«La ricetta segreta per vivere a Venezia è la resilienza»
Manù Brunello, artista passata da perle e gioielli alla tela «La miglior città in cui realizzare le mie opere con passione»
Venezia è una vetrina che costringe il mondo a farsi stretto tra calli e campielli. Un fiume di persone, che travolge quanto resta di mestieri e tradizioni. Una ricetta per restare a galla? La resilienza di chi si adatta, anche al turismo, riscopre la passione e rinnova le radici.

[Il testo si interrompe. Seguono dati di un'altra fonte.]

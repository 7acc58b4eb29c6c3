//! Shared types for the voctodeck control panel.
//!
//! This crate holds everything that is independent of I/O: the declarative
//! button layout, the semantic state keys the daemon tracks, and the
//! line-oriented mixer protocol.

pub mod protocol;
pub mod types;

pub use types::*;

Quando una decina di anni fa si iscrisse all’Accademia di Belle Arti, Manù Brunello, 58 anni, non avrebbe pensato di dipingere da grande. Mestrina di nascita, prima di dedicarsi a pennelli e pittura realizzava gioielli con perle di vetro. Una produzione artigianale, decorativa e sfarzosa. Che nasce dalla passione per gli oggetti, in particolare quelli del passato, e per la storia che ognuno porta con sé: per quali mani sono passati, quale anima li ha realizzati. È una curiosità ad avvicinarla alla pittura, nessuna velleità di diventare pittrice, forse solo il rimpianto di non averlo fatto prima. Ne nasce una sfida: cimentarsi in qualcosa di più grande, dal gioiello alla tela. L’oggetto rimane al centro della sua ricerca artistica, ma questa volta perle ricami e altre decorazioni sbocciano da un pennello.
La sua prima opera è un mandala di due metri e mezzo: il connubio tra l’aver realizzato gioielli e la pittura ad olio le permette di realizzare opere tridimensionali. Comincia a dipingere oggetti decorati, “in rilievo”, ispirandosi alla natura e alla tradizione. Realizza vestiti “sospesi”, iconici, spogliati del corpo. E ancora merletti, ricami con perle, animali rappresentati in maniera preziosa come se i loro occhi emanassero una richiesta di rispetto.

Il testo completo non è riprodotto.